From the survey, a large majority of the respondents stated that they benefited from or had access to free health services in Malawi. This was in sharp contrast with their experiences in South Africa as most of them indicated difficulties in accessing the public health care system. Thus, only a few indicated that they were able to access public health services at a small fee, but they complained that they faced xenophobic hostility from health care personnel. Some indicated that they had been turned back from public hospitals by reason of a lack of South African identity documents. From a constitutional perspective, it seems clear that a denial of access to health care services on account of a lack of a South African identity document or a valid permit is inconsistent with section 27(1)(a) of the Constitution. The study here also reveals a significant lack of knowledge of their rights among Malawian migrants in this regard. Many respondents indicated that in the event of illness or other need for health-related attention, they resorted to private clinics and that, normally, where someone is in financial need, friends and relatives contribute towards the cost of treatment. This practice is illustrative of an extensive and well-established pattern of informal networks of social assistance based on nationality and kinship, as a survival strategy and hence a form of social protection in an environment of exclusion from access to health care. 
It is apparent, however, that the practice of refusing foreign migrants who do not possess valid South African identity documents access to health care services is not officially sanctioned by the authorities. Thus, in a memorandum from the National Department of Health in Pretoria, dated 15 February 2007, the Department advised provincial departments that
[p]atients should not be denied ART [anti-retroviral treatment] because they do not have an ID if all issues affecting adherence have been addressed and the treatment team is convinced that the patient stands to benefit from the intervention.
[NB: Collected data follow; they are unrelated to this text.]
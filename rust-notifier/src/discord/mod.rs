//! Discord incoming-webhook support.
//!
//! This module provides:
//! - The outbound message types (a single embed per message)
//! - An async client that delivers a message with one bounded POST

pub mod client;
pub mod types;

pub use client::{DiscordClient, ForwardError};
pub use types::{
    AllowedMentions, DiscordMessage, Embed, EmbedField, EMBED_TITLE_LIMIT, FIELD_VALUE_LIMIT,
};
It appears, however, that the practice of exclusion on account of identity documents continued, at least in the Gauteng region, prompting the Gauteng Department of Health to issue another memorandum to hospitals and health care providers dated 4 April 2008, stating that it had come to its attention that the practice of excluding undocumented or irregular migrants from public health care services was continuing and that it was 'not acceptable'. A directive was therefore issued that 'no patient should be denied access to any health care service, including access to anti-retrovirals irrespective of whether they have a South African identification document or not'. From this survey, however, it would appear that such exclusions from access are still continuing. As other commentators have said, '[a]s with many aspects of these debates on rights entitlement, the policy may look good, but it simply does not translate well in practice'.  Landau criticises these exclusionary practices, stating that '[p]roviding health care for refugees, asylum seekers and other non-nationals is a critical public health concern', and arguing that the 'denial of health care can lead to the spread of infection and disease to migrants and communities in which they live. Apart from being a violation of human rights and dignity, illness potentially limits the contributions of all South Africans.' 
4.7 Access to education
Section 29 of the Constitution guarantees everyone the right to basic education, including adult basic education. Further, the South African Schools Act  provides for compulsory school attendance for children between the ages of seven and 15 years. Section 3(1) of the Act imposes a duty on every parent (including a guardian) to cause every learner within that age bracket for whom he or she is responsible to attend school from the first day of the school year. In addition, section 5(3)(a) of the same Act provides that '[n]o learner may be refused admission to a public school on the grounds that his parent is unable to pay or has not paid ... school fees'. From these provisions, it is clear that the law requires all children of the defined school-going age to attend school. This includes migrant children.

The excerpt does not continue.